No strikes, not out. Is there any more ammo in your locker ?
Interesting discussion Bob and Stephen. Stay civil and let the rest of us learn as we go.
Are these anomolies deviations from the average for this day of the year?
Eddieo says: “Are these anomolies deviations from the average for this day of the year?”
I downloaded the SST anomaly data in my earlier comment from the NOAA NOMADS website:
http://nomad3.ncep.noaa.gov/cgi-bin/pdisp_sst.sh?lite=
And those SST anomalies are deviations from a monthly (and weekly) climatology that NOAA prepared soon after the satellite-based SST data started. The AO and sunspot anomalies are the deviations from the monthly mean. I downloaded that data from the KNMI Climate Explorer
http://climexp.knmi.nl/selectfield_obs.cgi?someone@somewhere
Stephen Wilde says: “i) Sunspot number is not an adequate proxy for the effect of an active sun on the climate.”
Sunspot numbers are an excellent proxy for solar activity. In fact, they’re the most commonly used proxy for solar activity. So your earlier statement, “a more negative polar oscillation occurs at a time of less active sun,” is in error or you’re using another proxy for solar activity. And if you’re using another proxy for solar activity, please identify it and provide a link to a long-term dataset in an easily useable format.
You wrote, “Even so your very first chart shows a slowly increasing positive AO across several historically high solar cycles.”
That’s a creative but erroneous interpretation of the two datasets in that graph. Solar cycle 19 (starts 1954) has a high amplitude cycle. It was followed by a number of cycles with lower amplitudes.
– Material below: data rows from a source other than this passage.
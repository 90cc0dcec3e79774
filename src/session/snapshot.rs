//! Serialisable, per-viewer views of a session.
//!
//! Snapshots identify players by [`Slot`] rather than token, so they can be
//! sent to either client without leaking the other player's identity. The
//! opponent's mystery pair stays hidden until the round is resolved.

use super::{ChatMessage, Phase, Player, PostRoundDecision, RoundEndReason, SessionState, Slot};
use crate::catalog::CharacterId;
use crate::registry::SessionCode;
use chrono::{DateTime, Utc};
use serde::{Deserialize, Serialize};
use std::time::Duration;

/// One seat as seen by a particular viewer.
#[derive(Debug, Clone, PartialEq, Eq, Serialize, Deserialize)]
pub struct PlayerView {
    /// Seat of this player.
    pub slot: Slot,
    /// Display name.
    pub name: String,
    /// Connection state as last reported by the host.
    pub connected: bool,
    /// Rounds won in the current match.
    pub round_wins: u32,
    /// Mystery people are locked in for this round.
    pub has_confirmed: bool,
    /// Empty when not yet chosen or hidden from this viewer.
    pub mystery: Vec<CharacterId>,
    /// Faces crossed off this round, ascending.
    pub eliminated: Vec<CharacterId>,
    /// This player's board layout.
    pub board_order: Vec<CharacterId>,
    /// This entry describes the viewer.
    pub is_viewer: bool,
    /// Choice made after the round, if any.
    pub decision: Option<PostRoundDecision>,
}

/// Everything a client needs to render a session.
#[derive(Debug, Clone, PartialEq, Eq, Serialize, Deserialize)]
pub struct SessionSnapshot {
    /// Change counter at capture time. Matches the value seen by subscribers.
    pub revision: u64,
    /// Join code of the session.
    pub code: SessionCode,
    /// Current phase.
    pub phase: Phase,
    /// Round counter, starting at 1.
    pub round_number: u32,
    /// Seated players in slot order.
    pub players: Vec<PlayerView>,
    /// Seat of the viewer, `None` for spectators and unknown tokens.
    pub viewer_slot: Option<Slot>,
    /// Seat holding the turn while playing.
    pub active_slot: Option<Slot>,
    /// The active player has used this turn's question.
    pub question_asked: bool,
    /// A question is waiting for the other player's answer.
    pub awaiting_answer: bool,
    /// Questions, answers and system notices for the current round.
    pub chat_log: Vec<ChatMessage>,
    /// How the last round ended.
    pub end_reason: Option<RoundEndReason>,
    /// Seat that won the last round.
    pub round_winner: Option<Slot>,
    /// Someone has reached the win threshold.
    pub match_over: bool,
    /// Seat that won the match.
    pub match_winner: Option<Slot>,
    /// When the advisory countdown began.
    pub countdown_started_at: Option<DateTime<Utc>>,
    /// Whole seconds left on the countdown, `None` once it has run out.
    pub countdown_remaining_secs: Option<u64>,
    /// Last accepted command.
    pub last_activity_at: DateTime<Utc>,
    /// Clock reading used to compute this snapshot.
    pub taken_at: DateTime<Utc>,
}

impl SessionSnapshot {
    pub(super) fn capture(
        code: &SessionCode,
        revision: u64,
        state: &SessionState,
        viewer: &str,
        countdown: Duration,
        now: DateTime<Utc>,
    ) -> Self {
        let reveal_all = matches!(state.phase, Phase::RoundEnd | Phase::GameEnd);
        let players = state
            .players()
            .map(|player| view(state, player, viewer, reveal_all))
            .collect();
        let slot_of = |token: Option<&super::PlayerToken>| {
            token.and_then(|token| state.slot_of(token.as_str()))
        };

        Self {
            revision,
            code: code.clone(),
            phase: state.phase,
            round_number: state.round_number,
            players,
            viewer_slot: state.slot_of(viewer),
            active_slot: slot_of(state.active_player.as_ref()),
            question_asked: state.question_asked,
            awaiting_answer: state.awaiting_answer(),
            chat_log: state.chat_log.clone(),
            end_reason: state.end_reason,
            round_winner: slot_of(state.round_winner.as_ref()),
            match_over: state.match_over,
            match_winner: slot_of(state.match_winner.as_ref()),
            countdown_started_at: state.countdown_started_at,
            countdown_remaining_secs: state
                .countdown_remaining(countdown, now)
                .map(|remaining| remaining.as_secs()),
            last_activity_at: state.last_activity_at,
            taken_at: now,
        }
    }

    pub fn to_json(&self) -> serde_json::Result<String> {
        serde_json::to_string(self)
    }

    pub fn from_json(input: &str) -> serde_json::Result<Self> {
        serde_json::from_str(input)
    }

    /// The view of the requesting player, if they are seated.
    pub fn viewer(&self) -> Option<&PlayerView> {
        self.players.iter().find(|player| player.is_viewer)
    }
}

fn view(state: &SessionState, player: &Player, viewer: &str, reveal_all: bool) -> PlayerView {
    let is_viewer = player.token.as_str() == viewer;
    PlayerView {
        slot: player.slot,
        name: player.name.clone(),
        connected: player.connected,
        round_wins: player.round_wins,
        has_confirmed: player.has_confirmed(),
        mystery: if is_viewer || reveal_all {
            player.mystery_ids()
        } else {
            Vec::new()
        },
        eliminated: player.eliminated.iter().copied().collect(),
        board_order: player.board_order.clone(),
        is_viewer,
        decision: state.decisions.get(player.token.as_str()).copied(),
    }
}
So, if I start and stop the AO and sunspot datasets at the first and last solar minimums and throw on some linear trends…
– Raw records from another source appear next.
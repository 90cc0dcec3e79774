//! Cancellable delayed callbacks.
//!
//! A [`Scheduler`] runs a callback once after a delay and hands back a
//! [`TimerHandle`]. Dropping or cancelling the handle guarantees the callback
//! will not start afterwards. A callback that has already started is not
//! interrupted, so callers must re-validate their state inside it.

use parking_lot::Mutex;
use std::sync::atomic::{AtomicBool, Ordering};
use std::sync::Arc;
use std::time::Duration;
use tokio::runtime::Handle;

/// Work run when a timer fires.
pub type TimerCallback = Box<dyn FnOnce() + Send + 'static>;

/// Arms delayed callbacks.
pub trait Scheduler: Send + Sync {
    fn schedule(&self, delay: Duration, callback: TimerCallback) -> TimerHandle;
}

/// Owner of a pending timer. Cancels the timer when dropped.
pub struct TimerHandle {
    cancel: Option<Box<dyn FnOnce() + Send + 'static>>,
}

impl TimerHandle {
    pub fn new<F>(cancel: F) -> Self
    where
        F: FnOnce() + Send + 'static,
    {
        Self {
            cancel: Some(Box::new(cancel)),
        }
    }

    pub fn cancel(mut self) {
        self.disarm();
    }

    fn disarm(&mut self) {
        if let Some(cancel) = self.cancel.take() {
            cancel();
        }
    }
}

impl Drop for TimerHandle {
    fn drop(&mut self) {
        self.disarm();
    }
}

impl std::fmt::Debug for TimerHandle {
    fn fmt(&self, f: &mut std::fmt::Formatter<'_>) -> std::fmt::Result {
        f.debug_struct("TimerHandle")
            .field("armed", &self.cancel.is_some())
            .finish()
    }
}

/// Scheduler that spawns one tokio task per timer.
#[derive(Debug, Clone)]
pub struct TokioScheduler {
    handle: Handle,
}

impl TokioScheduler {
    pub fn new(handle: Handle) -> Self {
        Self { handle }
    }

    /// Scheduler bound to the runtime of the calling task, if any.
    pub fn try_current() -> Option<Self> {
        Handle::try_current().ok().map(Self::new)
    }
}

impl Scheduler for TokioScheduler {
    fn schedule(&self, delay: Duration, callback: TimerCallback) -> TimerHandle {
        let task = self.handle.spawn(async move {
            tokio::time::sleep(delay).await;
            callback();
        });
        let abort = task.abort_handle();
        TimerHandle::new(move || abort.abort())
    }
}

struct PendingTimer {
    due: Duration,
    callback: TimerCallback,
    cancelled: Arc<AtomicBool>,
}

#[derive(Default)]
struct ManualTimers {
    elapsed: Duration,
    pending: Vec<PendingTimer>,
}

/// Scheduler driven by explicit [`ManualScheduler::advance`] calls.
///
/// # Example
///
/// ```rust
/// use guesswho::env::{ManualScheduler, Scheduler};
/// use std::sync::atomic::{AtomicBool, Ordering};
/// use std::sync::Arc;
/// use std::time::Duration;
///
/// let scheduler = ManualScheduler::new();
/// let fired = Arc::new(AtomicBool::new(false));
/// let flag = Arc::clone(&fired);
/// let _handle = scheduler.schedule(
///     Duration::from_secs(60),
///     Box::new(move || flag.store(true, Ordering::SeqCst)),
/// );
///
/// scheduler.advance(Duration::from_secs(59));
/// assert!(!fired.load(Ordering::SeqCst));
/// scheduler.advance(Duration::from_secs(1));
/// assert!(fired.load(Ordering::SeqCst));
/// ```
#[derive(Default)]
pub struct ManualScheduler {
    timers: Mutex<ManualTimers>,
}

impl ManualScheduler {
    pub fn new() -> Self {
        Self::default()
    }

    /// Move virtual time forward and run every live timer that came due.
    ///
    /// Callbacks run in due order on the calling thread, after the internal
    /// lock is released.
    pub fn advance(&self, by: Duration) -> usize {
        let mut due = {
            let mut timers = self.timers.lock();
            timers.elapsed += by;
            let now = timers.elapsed;
            let (ready, waiting): (Vec<_>, Vec<_>) = timers
                .pending
                .drain(..)
                .partition(|timer| timer.due <= now);
            timers.pending = waiting;
            ready
        };
        due.sort_by_key(|timer| timer.due);

        let mut fired = 0;
        for timer in due {
            if !timer.cancelled.load(Ordering::SeqCst) {
                (timer.callback)();
                fired += 1;
            }
        }
        fired
    }

    /// Number of timers that are armed and not cancelled.
    pub fn pending(&self) -> usize {
        self.timers
            .lock()
            .pending
            .iter()
            .filter(|timer| !timer.cancelled.load(Ordering::SeqCst))
            .count()
    }
}

impl Scheduler for ManualScheduler {
    fn schedule(&self, delay: Duration, callback: TimerCallback) -> TimerHandle {
        let cancelled = Arc::new(AtomicBool::new(false));
        let mut timers = self.timers.lock();
        let due = timers.elapsed + delay;
        timers.pending.push(PendingTimer {
            due,
            callback,
            cancelled: Arc::clone(&cancelled),
        });
        TimerHandle::new(move || cancelled.store(true, Ordering::SeqCst))
    }
}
http://i56.tinypic.com/sctkb6.jpg
…we can see that the Sunspot Numbers have a negative trend and the AO has a positive trend over the fifty-(plus)-year term.
You wrote, “The majority of the tropics are cooling but the remaining warmth in small locations skews the average.”
Nice try at spin, but it doesn’t work. Your earlier statement was about “the general oceanic coolness in equatorial regions”, not the tropics, not the fact that SST anomalies are dropping, and not about “remaining warmth in small locations”. The data shows your statement was wrong. The maps provided as part of the post show your statement was wrong.
You wrote, “iii) The running total does not cycle back and forth across zero because other forces are at work altering the relative strengths of El Nino and La Nina events over longer time periods. ENSO on it’s own would tend to cancel out.”
There are no “other forces”, Stephen. You misunderstand what I’ve done. This graph…
http://i51.tinypic.com/207onc8.jpg
…uses only NINO3.4 SST anomaly data. Nothing more, nothing less. No “other forces”. The running total (to paraphrase the Wikipedia webpage on running total) is the summation of NINO3.4 SST anomalies which is updated each month when the value of a new NINO3.4 SST anomaly is added to the sequence, simply by adding the monthly value of the NINO3.4 SST anomaly to the running total each month. And what that graph shows is that El Niño and La Niña events do not “tend to cancel out.” There are periods (from 1910s to the 1940s and from the mid 1970s to the mid-2000s) when El Niño events dominated, and periods when La Niña events dominated (from the mid-1940s to the mid-1970s).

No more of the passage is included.